Which country takes the economics spoils? Let the matrix decide
Chief Economist and CIO at Saxo Bank Steen Jakobsen
B
ill Shankly, the legendary Liverpool FC manager, once said: “Some people think football is a matter of life and death. I assure you, it’s much more serious than that.”
I am not one to argue with one of the best, if not the best, football managers ever. This is our attempt to connect the all-important world of football to the comparatively boring one of economics. Like any boy who has played football, I fancy myself as something of a connoisseur, so here is my official call for the 2018 FIFA World Cup: Belgium will be the champions.

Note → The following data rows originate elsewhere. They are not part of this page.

// ===========================================================================
// Tests
// ===========================================================================

#[cfg(test)]
mod tests {
    use super::*;
    use crate::state::Settings;
    use std::sync::Mutex as StdMutex;
    use time::macros::datetime;

    const NOW: OffsetDateTime = datetime!(2025-06-01 06:00 UTC);

    fn fixed_now() -> OffsetDateTime {
        NOW
    }

    /// Provider returning canned results and recording requested locations.
    struct FakeWeather {
        current: Option<CurrentConditions>,
        forecast: Option<Vec<ForecastPoint>>,
        seen: StdMutex<Vec<String>>,
    }

    impl FakeWeather {
        fn new(current: Option<CurrentConditions>, forecast: Option<Vec<ForecastPoint>>) -> Arc<Self> {
            Arc::new(Self {
                current,
                forecast,
                seen: StdMutex::new(Vec::new()),
            })
        }
    }

    fn unavailable() -> WeatherError {
        WeatherError::Decode(serde_json::from_str::<serde_json::Value>("{").unwrap_err())
    }

    #[async_trait]
    impl WeatherProvider for FakeWeather {
        async fn current(&self, location: &str) -> Result<CurrentConditions, WeatherError> {
            self.seen.lock().unwrap().push(location.to_string());
            self.current.clone().ok_or_else(unavailable)
        }

        async fn forecast(&self, _location: &str) -> Result<Vec<ForecastPoint>, WeatherError> {
            self.forecast.clone().ok_or_else(unavailable)
        }
    }

    fn test_store() -> Store {
        Store::new(
            Settings {
                temp_threshold_c: 30.0,
                soil_dry_threshold_percent: 30,
                pump_run_seconds: 5,
                auto_enabled: true,
            },
            true,
            "Bengaluru,IN".to_string(),
        )
    }

    fn clear_now() -> CurrentConditions {
        CurrentConditions {
            summary: Some("clear sky".into()),
            description: Some("Clear".into()),
            temperature: Some(29.5),
        }
    }

    fn rainy_forecast() -> Vec<ForecastPoint> {
        vec![
            ForecastPoint {
                timestamp: NOW + time::Duration::hours(3),
                precipitation_mm: Some(0.8),
                description: Some("light rain".into()),
            },
            ForecastPoint {
                timestamp: NOW + time::Duration::hours(6),
                precipitation_mm: None,
                description: Some("broken clouds".into()),
            },
        ]
    }

    fn poller(provider: Arc<FakeWeather>, store: Store) -> WeatherPoller {
        WeatherPoller::new(Some(provider), store, UtcOffset::UTC).with_clock(fixed_now)
    }

    // -- refresh ------------------------------------------------------------

    #[tokio::test]
    async fn refresh_applies_current_and_forecast() {
        let store = test_store();
        let out = poller(FakeWeather::new(Some(clear_now()), Some(rainy_forecast())), store.clone())
            .refresh()
            .await;

        assert!(out.is_ok());
        let w = store.weather().await;
        assert_eq!(w.summary.as_deref(), Some("clear sky"));
        assert_eq!(w.description.as_deref(), Some("Clear"));
        assert_eq!(w.temperature, Some(29.5));
        assert!(!w.currently_raining);
        assert!(w.rain_expected_next_24h);
        assert_eq!(w.rain_times, vec!["2025-06-01 09:00".to_string()]);
    }

    #[tokio::test]
    async fn current_rain_detected_from_description() {
        let store = test_store();
        let current = CurrentConditions {
            summary: Some("moderate rain".into()),
            description: Some("Rain".into()),
            temperature: Some(22.0),
        };
        poller(FakeWeather::new(Some(current), Some(vec![])), store.clone())
            .refresh()
            .await;

        let w = store.weather().await;
        assert!(w.currently_raining);
        assert!(!w.rain_expected_next_24h);
        assert!(w.combined_rain());
    }

    #[tokio::test]
    async fn current_failure_degrades_instead_of_keeping_stale() {
        let store = test_store();
        store
            .update_weather(|w| {
                w.summary = Some("thunderstorm".into());
                w.currently_raining = true;
                w.temperature = Some(21.0);
            })
            .await;

        let out = poller(FakeWeather::new(None, Some(vec![])), store.clone())
            .refresh()
            .await;

        assert!(matches!(out, CycleOutcome::Degraded(_)));
        let w = store.weather().await;
        assert_eq!(w.summary, None);
        assert_eq!(w.temperature, None);
        assert!(!w.currently_raining);
    }

    #[tokio::test]
    async fn forecast_failure_clears_rain_outlook() {
        let store = test_store();
        store
            .update_weather(|w| {
                w.rain_expected_next_24h = true;
                w.rain_times = vec!["2025-06-01 03:00".into()];
            })
            .await;

        poller(FakeWeather::new(Some(clear_now()), None), store.clone())
            .refresh()
            .await;

        let w = store.weather().await;
        assert!(!w.rain_expected_next_24h);
        assert!(w.rain_times.is_empty());
        assert_eq!(w.summary.as_deref(), Some("clear sky"));
    }

    #[tokio::test]
    async fn refresh_uses_current_location() {
        let store = test_store();
        let provider = FakeWeather::new(Some(clear_now()), Some(vec![]));
        let p = poller(Arc::clone(&provider), store.clone());

        store.set_location("Chennai,IN".into()).await;
        p.refresh().await;

        assert_eq!(*provider.seen.lock().unwrap(), vec!["Chennai,IN".to_string()]);
    }

    #[tokio::test]
    async fn disabled_poller_leaves_store_untouched() {
        let store = test_store();
        let before = store.weather().await;
        let p = WeatherPoller::new(None, store.clone(), UtcOffset::UTC);

        assert!(!p.is_enabled());
        assert!(matches!(p.refresh().await, CycleOutcome::Failed(_)));
        assert_eq!(store.weather().await, before);
    }

    #[tokio::test]
    async fn spawned_refresh_eventually_lands() {
        let store = test_store();
        let p = poller(FakeWeather::new(Some(clear_now()), Some(rainy_forecast())), store.clone());

        p.spawn_refresh();
        for _ in 0..100 {
            if store.weather().await.summary.is_some() {
                break;
            }
            tokio::time::sleep(Duration::from_millis(5)).await;
        }
        assert_eq!(store.weather().await.summary.as_deref(), Some("clear sky"));
    }

    // -- run ----------------------------------------------------------------

    #[tokio::test(start_paused = true)]
    async fn run_refreshes_at_startup_then_on_interval() {
        let store = test_store();
        let provider = FakeWeather::new(Some(clear_now()), Some(rainy_forecast()));
        let task = tokio::spawn(
            poller(Arc::clone(&provider), store.clone()).run(Duration::from_secs(300)),
        );

        tokio::time::sleep(Duration::from_secs(1)).await;
        assert_eq!(provider.seen.lock().unwrap().len(), 1);
        assert!(store.weather().await.rain_expected_next_24h);

        tokio::time::sleep(Duration::from_secs(250)).await;
        assert_eq!(provider.seen.lock().unwrap().len(), 1);

        tokio::time::sleep(Duration::from_secs(60)).await;
        assert_eq!(provider.seen.lock().unwrap().len(), 2);
        task.abort();
    }

    #[tokio::test]
    async fn disabled_run_returns_immediately() {
        let p = WeatherPoller::new(None, test_store(), UtcOffset::UTC);
        tokio::time::timeout(Duration::from_secs(1), p.run(Duration::from_secs(300)))
            .await
            .unwrap();
    }

    // -- wire parsing -------------------------------------------------------

    #[test]
    fn parse_current_payload() {
        let body = br#"{
            "weather": [{"main": "Drizzle", "description": "light intensity drizzle"}],
            "main": {"temp": 18.4, "humidity": 90}
        }"#;
        let c = parse_current(body).unwrap();
        assert_eq!(c.summary.as_deref(), Some("light intensity drizzle"));
        assert_eq!(c.description.as_deref(), Some("Drizzle"));
        assert_eq!(c.temperature, Some(18.4));
    }

    #[test]
    fn parse_current_tolerates_missing_sections() {
        let c = parse_current(b"{}").unwrap();
        assert_eq!(c, CurrentConditions::default());
    }

    #[test]
    fn parse_forecast_payload() {
        let body = br#"{"list": [
            {"dt": 1748757600, "weather": [{"main": "Rain", "description": "light rain"}], "rain": {"3h": 0.45}},
            {"dt": 1748768400, "weather": [{"main": "Clouds", "description": "few clouds"}]}
        ]}"#;
        let points = parse_forecast(body).unwrap();
        assert_eq!(points.len(), 2);
        assert_eq!(points[0].timestamp.unix_timestamp(), 1_748_757_600);
        assert_eq!(points[0].precipitation_mm, Some(0.45));
        assert_eq!(points[0].description.as_deref(), Some("light rain"));
        assert_eq!(points[1].precipitation_mm, None);
    }

    #[test]
    fn parse_forecast_skips_malformed_entries() {
        let body = br#"{"list": [
            {"weather": [{"description": "rain"}]},
            {"dt": "soon"},
            {"dt": 1748757600, "rain": {"1h": 1.2}}
        ]}"#;
        let points = parse_forecast(body).unwrap();
        assert_eq!(points.len(), 1);
        assert_eq!(points[0].precipitation_mm, Some(1.2));
    }

    #[test]
    fn parse_forecast_prefers_positive_bucket() {
        let body = br#"{"list": [
            {"dt": 1748757600, "rain": {"3h": 0, "1h": 0.6}},
            {"dt": 1748768400, "rain": {"3h": 1.5, "1h": 0.2}}
        ]}"#;
        let points = parse_forecast(body).unwrap();
        assert_eq!(points[0].precipitation_mm, Some(0.6));
        assert_eq!(points[1].precipitation_mm, Some(1.5));
    }

    #[test]
    fn parse_forecast_without_list_is_empty() {
        assert!(parse_forecast(br#"{"cod": "200"}"#).unwrap().is_empty());
    }

    #[test]
    fn parse_forecast_rejects_non_json() {
        assert!(parse_forecast(b"<html>").is_err());
    }
}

Odds-on favourites Brazil and Germany have both lost momentum, and besides, these are the consensus calls. Instead, I will go with a country small in size, but big in terms of its players’ abilities. (The irony of pointing to Belgium and hence Brussels is not lost on me at a time where Europe is about to face a potential existential crisis!)
Here at Saxo Bank, we are both followers of the FIFA World Cup as well as active participants in the financial and economic spheres; we have constructed a matrix of factors which will predict the group stages and the ultimate winner based on the following metrics:
• Misery index: This index combines a country’s inflation with its unemployment (the lower, the better) and its 12-month trailing stock market performance (the stock market is perceived to be a gauge for the overall performance of a country; higher is, of course, better).
• CDS spreads: The “insurance premium” of hedging the downside of an economy measured as a basis-point premium (the higher, the worse).
• Gini-coefficient: This metric measures inequality and the overall equality of a country secures long-term growth. There is also an increasing understanding that education and access to education creates a more productive society (lower is better).
These parameters are equally weighted and then ranked from one to
30: number-one performers thus win their categories, and the overall lowest combined score wins.
So what does our podium look like in the 2018 Economics World Cup?
World champions: Iceland – 6.0 Second place: Denmark – 8.0 Third place: Japan – 7.5
In fourth place we find Germany with a score of 9.5. In fact, South Korea actually ranks higher than Germany with 8.3 , but they lost in the quarter-finals to Japan
with 7.5, while Japan then – despite a higher score than Denmark – failed to win the semi-final versus Iceland, hence the result above. In economics as in football, every match matters!